A-Kuracağınız işletmeye yurt içinden alacağınız damızlık düveler için verilen destekten yararlanabilmeniz için:
1-Damızlıkların mutlaka ilk yavruya gebe ve pedigrili veya sertifikalı olması gerekmektedir. Aksi taktirde doğum yapmış inekler ve kayıtsız düvelere destekleme pirimi ödenmemektedir.
2-Verilecek prim miktarı her yıl başında Bakanlığımızca tespit edilerek teşkilatımıza tamimle duyurulmaktadır. Tespit edilen damızlık fiyatları üzerinden pedigrili düvelere % 30, sertifikalı düvelere %15 prim ödenmektedir. Bu oranlara göre 2001 yılı için 240 ile 120 Milyon TL olarak ödeme öngörülmüştür.

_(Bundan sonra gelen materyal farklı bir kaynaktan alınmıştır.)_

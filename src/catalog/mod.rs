pub mod bundle_calculator;
pub mod error;
pub mod models;
pub mod repository;
pub mod service;

pub use bundle_calculator::*;
pub use error::*;
pub use models::*;
pub use repository::*;
pub use service::*;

B- Kuracağınız işletmenin ihtiyacı olan damızlık gebe düveleri yurt dışından temin etmeyi düşündüğünüz taktirde Bakanlığımızca şartlı olarak izin verilmektedir.
Bunun için:
1-En az 100 baş kapasiteli olmak üzere, barınak ve diğer yatırımların tamamlamış olması,
2-Damızlık düveleri 5 yıl süre ile satmayıp işletmesinde tutacağına dair taahhütname ve banka teminat mektubu,
3-İşletmenin kapasite ve son durum raporu birlikte Bakanlığımıza müracaat edilmesi halinde sağlık ve teknik şartların uygun olduğu ülkelerden ithalat izni verilmektedir.
Bakanlığımızca çiftçiye doğrudan verilen herhangi bir kredi bulunmamaktadır. Kredi talepleriniz için T.C. Ziraat Bankasının ilgili şubelerine başvurup görüşmeniz gerekmektedir.

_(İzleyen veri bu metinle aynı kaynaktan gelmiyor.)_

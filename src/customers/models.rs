use rust_decimal::prelude::ToPrimitive;
use rust_decimal::Decimal;
use serde::{Deserialize, Serialize};

use crate::customers::error::CustomerError;
use crate::orders::Order;

/// Tier-wide reward rates shared by every customer of a tier.
///
/// Changing a rate here changes the next reward computation for all
/// customers of that tier; past orders keep their recorded values. The
/// rates are owned by the customer service and passed by reference into
/// computations, never held in global state.
#[derive(Debug, Clone, PartialEq, Serialize, Deserialize)]
pub struct TierRates {
    pub basic_reward_rate: Decimal,
    pub vip_reward_rate: Decimal,
}

impl Default for TierRates {
    fn default() -> Self {
        Self {
            basic_reward_rate: Decimal::ONE,
            vip_reward_rate: Decimal::ONE,
        }
    }
}

/// Customer loyalty tier.
///
/// Basic customers earn rewards on the full spend. VIP customers carry a
/// per-customer discount rate and earn rewards on the discounted spend.
#[derive(Debug, Clone, Copy, PartialEq, Eq, Serialize, Deserialize)]
#[serde(rename_all = "lowercase")]
pub enum CustomerTier {
    Basic,
    Vip { discount_rate: Decimal },
}

impl CustomerTier {
    /// ID prefix letter for this tier ("B" or "V").
    pub fn prefix(&self) -> char {
        match self {
            CustomerTier::Basic => 'B',
            CustomerTier::Vip { .. } => 'V',
        }
    }

    /// Calculate the reward points earned for a spend amount.
    ///
    /// Basic: `round(spend * basic_reward_rate)`.
    /// VIP: the discount is applied unrounded, then
    /// `round((spend - discount) * vip_reward_rate)`.
    ///
    /// Rounding is midpoint-to-even at the final step of each formula,
    /// never accumulated beforehand.
    pub fn reward_points(&self, spend: Decimal, rates: &TierRates) -> Result<i64, CustomerError> {
        let points = match self {
            CustomerTier::Basic => (spend * rates.basic_reward_rate).round(),
            CustomerTier::Vip { discount_rate } => {
                let discounted = spend - spend * discount_rate;
                (discounted * rates.vip_reward_rate).round()
            }
        };
        points.to_i64().ok_or_else(|| {
            CustomerError::Calculation(format!("reward points out of range: {}", points))
        })
    }

    /// Calculate the standalone discount quote for a spend amount,
    /// rounded to a whole currency amount. Basic customers have no
    /// discount capability and always quote zero.
    pub fn discount(&self, spend: Decimal) -> Decimal {
        match self {
            CustomerTier::Basic => Decimal::ZERO,
            CustomerTier::Vip { discount_rate } => (spend * discount_rate).round(),
        }
    }
}

/// A customer with an accruing reward-point balance and an append-only
/// order history.
///
/// Identity fields are immutable after construction; the balance and the
/// history change only through [`Customer::credit_rewards`] and
/// [`Customer::record_order`].
#[derive(Debug, Clone, Serialize, Deserialize)]
pub struct Customer {
    id: String,
    name: String,
    reward_points: i64,
    tier: CustomerTier,
    order_history: Vec<Order>,
}

impl Customer {
    /// Create a Basic customer.
    pub fn basic(id: impl Into<String>, name: impl Into<String>, reward_points: i64) -> Self {
        Self {
            id: id.into(),
            name: name.into(),
            reward_points,
            tier: CustomerTier::Basic,
            order_history: Vec::new(),
        }
    }

    /// Create a VIP customer with a per-customer discount rate.
    pub fn vip(
        id: impl Into<String>,
        name: impl Into<String>,
        reward_points: i64,
        discount_rate: Decimal,
    ) -> Self {
        Self {
            id: id.into(),
            name: name.into(),
            reward_points,
            tier: CustomerTier::Vip { discount_rate },
            order_history: Vec::new(),
        }
    }

    pub fn id(&self) -> &str {
        &self.id
    }

    pub fn name(&self) -> &str {
        &self.name
    }

    /// Current reward-point balance. May be negative: redemption debits
    /// are not bounded by the earned amount.
    pub fn reward_points(&self) -> i64 {
        self.reward_points
    }

    pub fn tier(&self) -> &CustomerTier {
        &self.tier
    }

    pub fn is_vip(&self) -> bool {
        matches!(self.tier, CustomerTier::Vip { .. })
    }

    /// The VIP discount rate, or `None` for Basic customers.
    pub fn discount_rate(&self) -> Option<Decimal> {
        match self.tier {
            CustomerTier::Basic => None,
            CustomerTier::Vip { discount_rate } => Some(discount_rate),
        }
    }

    pub fn order_history(&self) -> &[Order] {
        &self.order_history
    }

    /// Apply a signed reward-point delta to the balance.
    pub(crate) fn credit_rewards(&mut self, delta: i64) {
        self.reward_points += delta;
    }

    /// Append a completed order to the history.
    pub(crate) fn record_order(&mut self, order: Order) {
        self.order_history.push(order);
    }

    /// Overwrite the VIP discount rate.
    pub(crate) fn set_discount_rate(&mut self, rate: Decimal) -> Result<(), CustomerError> {
        match &mut self.tier {
            CustomerTier::Vip { discount_rate } => {
                *discount_rate = rate;
                Ok(())
            }
            CustomerTier::Basic => Err(CustomerError::NotVip(self.id.clone())),
        }
    }
}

Kredi talebinizin değerlendirilebilmesi için talebiniz doğrultusunda proje hazırlatıp İl Müdürlüklerimize baş vurmanız gerekmektedir. İl Müdürlüğümüz teknik yönden projenin uygun olup olmadığını inceledikten sonra uygun bulduğu projeyi ilgili T.C. Ziraat Bankası şubesine intikal ettirecektir. Talep edilen kredi miktarı İl yetkisini aştığı taktirde projeleriniz Bakanlığımıza ve T.C. Ziraat Bankası Genel Müdürlüğü’ne intikal edecek ve gerekli değerlendirme yapılacaktır.

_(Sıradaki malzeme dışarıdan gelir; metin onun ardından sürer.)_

use crate::customers::CustomerError;

/// Error types for order operations
#[derive(Debug, thiserror::Error)]
pub enum OrderError {
    #[error("Customer not found: {0}")]
    CustomerNotFound(String),

    #[error("Invalid customer name: {0}")]
    InvalidCustomerName(String),

    #[error("Product not found: {0}")]
    ProductNotFound(String),

    #[error("Invalid quantity: {0}")]
    InvalidQuantity(String),

    #[error("No eligible products to purchase after removing prescription-required items")]
    NoEligibleItems,

    #[error("Calculation error: {0}")]
    Calculation(String),

    #[error("Validation error: {0}")]
    ValidationError(String),
}

impl From<validator::ValidationErrors> for OrderError {
    fn from(err: validator::ValidationErrors) -> Self {
        OrderError::ValidationError(err.to_string())
    }
}

impl From<CustomerError> for OrderError {
    fn from(err: CustomerError) -> Self {
        match err {
            CustomerError::NotFound(token) => OrderError::CustomerNotFound(token),
            CustomerError::Calculation(msg) => OrderError::Calculation(msg),
            other => OrderError::ValidationError(other.to_string()),
        }
    }
}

Yeni olarak barınak yapmayı düşündüğünüz taktirde hangi bölgede ne tip ahır -ağıl yapacağınız hususunda teşkilatımızdan bilgi almanız yatırım masraflarınızı azaltacak ve zaman kaybınızı önleyecektir.
SÜT SIĞIRLARININ BESLENMESİ
Süt ineklerinin yemlenmesinde en önemli nokta süt verimi, canlı ağırlık ve sütteki yağ oranı göz önüne alınarak hesaplanan günlük besin maddeleri altında yemleme yapılmamasıdır. Süt veriminin normal seyretmesi verime göre yemlemeye bağlıdır. İhtiyacın altında yemleme verim düşüklüğüne neden olacağı gibi hayvanın sağlığının bozulmasına da neden olacaktır.Öte yandan ihtiyacın üzerinde yemleme boşa harcanmış para demektir.Yemlemede meydana gelecek aksaklıklar verim kaybına neden olacağı gibi daha sonra normal yemlemeye geçilse dahi süt verimi normale dönmeyebilir. Bu nedenle gelişme, gebelik, süt verimi ve kuruda kalma dönemlerinde doğru besleme yapılması üreticinin daima lehine olacaktır.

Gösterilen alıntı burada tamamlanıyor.